=== WHAT YOU WILL DO ===
Could you find every line in the entries below that holds the word "format" and copy it?

Collected data
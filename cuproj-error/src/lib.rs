//! # cuProj error handling
//!
//! Failure reporting shared by every cuProj component.
//!
//! ## Features
//!
//! - Two failure kinds: [`LogicError`] for violated preconditions and
//!   [`CudaError`] for non-success CUDA runtime statuses, both wrapped by
//!   [`CuprojError`]
//! - Messages carry the call site's file and line, captured with
//!   `#[track_caller]`
//! - [`try_call`] and [`check_cuda`] translate runtime statuses and clear the
//!   runtime's last-error slot
//! - [`cuproj_host_device_expects!`] compiles to a returned error on the host
//!   and to a print-and-trap assertion on `nvptx64`
//!
//! The `cuda` feature links libcudart and provides [`Cudart`]. Without it,
//! [`SimulatedRuntime`] stands in for the runtime.
//!
//! ```
//! use cuproj_error::{check_cuda, try_call, CudaStatus, CudaStream, SimulatedRuntime};
//!
//! let rt = SimulatedRuntime::new();
//! try_call(&rt, rt.call(CudaStatus::SUCCESS)).unwrap();
//!
//! rt.set_pending(CudaStatus::LAUNCH_FAILURE);
//! let err = check_cuda(&rt, CudaStream::DEFAULT).unwrap_err();
//! assert_eq!(err.name(), "cudaErrorLaunchFailure");
//! ```

#![cfg_attr(target_arch = "nvptx64", no_std)]
#![cfg_attr(target_arch = "nvptx64", feature(stdarch_nvptx))]

#[cfg(not(target_arch = "nvptx64"))]
mod check;
#[cfg(all(feature = "cuda", not(target_arch = "nvptx64")))]
mod cudart;
#[cfg(target_arch = "nvptx64")]
pub mod device;
// Host builds keep the vprintf argument layout so tests can check it.
#[cfg(not(target_arch = "nvptx64"))]
#[allow(dead_code)]
mod device;
#[cfg(not(target_arch = "nvptx64"))]
mod error;
#[cfg(not(target_arch = "nvptx64"))]
mod expects;
#[cfg(all(feature = "cuda", not(target_arch = "nvptx64")))]
mod ffi;
#[cfg(not(target_arch = "nvptx64"))]
pub mod format;
#[cfg(not(target_arch = "nvptx64"))]
mod runtime;
#[cfg(not(target_arch = "nvptx64"))]
mod sim;
#[cfg(not(target_arch = "nvptx64"))]
mod status;

#[cfg(not(target_arch = "nvptx64"))]
pub use check::{check_cuda, check_cuda_with, try_call, CheckConfig, CheckMode};
#[cfg(all(feature = "cuda", not(target_arch = "nvptx64")))]
pub use cudart::Cudart;
#[cfg(not(target_arch = "nvptx64"))]
pub use error::{CudaError, CuprojError, ErrorKind, LogicError, Result};
#[cfg(not(target_arch = "nvptx64"))]
pub use expects::{expects, fail, host_device_expects};
#[cfg(not(target_arch = "nvptx64"))]
pub use runtime::{CudaRuntime, CudaStream};
#[cfg(not(target_arch = "nvptx64"))]
pub use sim::SimulatedRuntime;
#[cfg(not(target_arch = "nvptx64"))]
pub use status::{CudaStatus, UNRECOGNIZED};
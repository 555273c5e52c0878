//! Location-tagged failure messages.
//!
//! Both builders are pure: the same inputs always give the same string.

use crate::status::CudaStatus;

pub const LOGIC_FAILURE_PREFIX: &str = "cuProj failure at: ";
pub const CUDA_FAILURE_PREFIX: &str = "CUDA error encountered at: ";

/// `cuProj failure at: <file>:<line>: <reason>`
pub fn logic_failure(file: &str, line: u32, reason: &str) -> String {
    format!("{LOGIC_FAILURE_PREFIX}{file}:{line}: {reason}")
}

/// `CUDA error encountered at: <file>:<line>: <code> <name> <description>`
pub fn cuda_failure(
    file: &str,
    line: u32,
    status: CudaStatus,
    name: &str,
    description: &str,
) -> String {
    format!("{CUDA_FAILURE_PREFIX}{file}:{line}: {status} {name} {description}")
}

#[cfg(test)]
mod tests {
    use super::*;

    #[test]
    fn test_logic_failure_layout() {
        assert_eq!(
            logic_failure("src/project.rs", 42, "Column type mismatch"),
            "cuProj failure at: src/project.rs:42: Column type mismatch"
        );
    }

    #[test]
    fn test_cuda_failure_layout() {
        assert_eq!(
            cuda_failure(
                "src/alloc.rs",
                7,
                CudaStatus::MEMORY_ALLOCATION,
                "cudaErrorMemoryAllocation",
                "out of memory"
            ),
            "CUDA error encountered at: src/alloc.rs:7: 2 cudaErrorMemoryAllocation out of memory"
        );
    }

    #[test]
    fn test_empty_reason() {
        assert_eq!(logic_failure("a.rs", 1, ""), "cuProj failure at: a.rs:1: ");
    }
}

=== RESULT OF THIS EXERCISE ===
pub mod format;
    format!("{LOGIC_FAILURE_PREFIX}{file}:{line}: {reason}")
    format!("{CUDA_FAILURE_PREFIX}{file}:{line}: {status} {name} {description}")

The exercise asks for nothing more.